**WORK ITEM**: Type out the data below in its entirety, exactly as given.

**DATA LISTING**:
+===+

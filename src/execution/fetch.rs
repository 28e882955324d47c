use crate::model::Action;
use async_trait::async_trait;

/// Result of dispatching one action to the fetch layer
#[derive(Debug, Clone, Default, PartialEq)]
pub struct FetchOutcome {
    /// Articles (or other units of value) the action produced
    pub actual_value: f64,
    pub duration_ms: f64,

    /// Set when the fetch failed; the value is then treated as zero
    pub error: Option<String>,

    /// Follow-up actions found while executing
    pub discovered: Vec<Action>,
}

impl FetchOutcome {
    pub fn success(actual_value: f64, duration_ms: f64) -> Self {
        Self {
            actual_value,
            duration_ms,
            error: None,
            discovered: Vec::new(),
        }
    }

    pub fn failed(error: impl Into<String>, duration_ms: f64) -> Self {
        Self {
            actual_value: 0.0,
            duration_ms,
            error: Some(error.into()),
            discovered: Vec::new(),
        }
    }

    pub fn with_discovered(mut self, discovered: Vec<Action>) -> Self {
        self.discovered = discovered;
        self
    }

    /// Value credited to the step
    pub fn effective_value(&self) -> f64 {
        if self.error.is_some() || !self.actual_value.is_finite() {
            0.0
        } else {
            self.actual_value.max(0.0)
        }
    }
}

/// Executes crawl actions
///
/// Implementations perform the actual network work; the controller only
/// needs the realized value and duration.
#[async_trait]
pub trait Fetcher: Send + Sync {
    async fn execute(&self, action: &Action) -> FetchOutcome;
}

+===+

**SOLVED EXERCISE**:
filename src/execution/fetch.rs
repository 28e882955324d47c
use crate::model::Action;
use async_trait::async_trait;

/// Result of dispatching one action to the fetch layer
#[derive(Debug, Clone, Default, PartialEq)]
pub struct FetchOutcome {
    /// Articles (or other units of value) the action produced
    pub actual_value: f64,
    pub duration_ms: f64,

    /// Set when the fetch failed; the value is then treated as zero
    pub error: Option<String>,

    /// Follow-up actions found while executing
    pub discovered: Vec<Action>,
}

impl FetchOutcome {
    pub fn success(actual_value: f64, duration_ms: f64) -> Self {
        Self {
            actual_value,
            duration_ms,
            error: None,
            discovered: Vec::new(),
        }
    }

    pub fn failed(error: impl Into<String>, duration_ms: f64) -> Self {
        Self {
            actual_value: 0.0,
            duration_ms,
            error: Some(error.into()),
            discovered: Vec::new(),
        }
    }

    pub fn with_discovered(mut self, discovered: Vec<Action>) -> Self {
        self.discovered = discovered;
        self
    }

    /// Value credited to the step
    pub fn effective_value(&self) -> f64 {
        if self.error.is_some() || !self.actual_value.is_finite() {
            0.0
        } else {
            self.actual_value.max(0.0)
        }
    }
}

/// Executes crawl actions
///
/// Implementations perform the actual network work; the controller only
/// needs the realized value and duration.
#[async_trait]
pub trait Fetcher: Send + Sync {
    async fn execute(&self, action: &Action) -> FetchOutcome;
}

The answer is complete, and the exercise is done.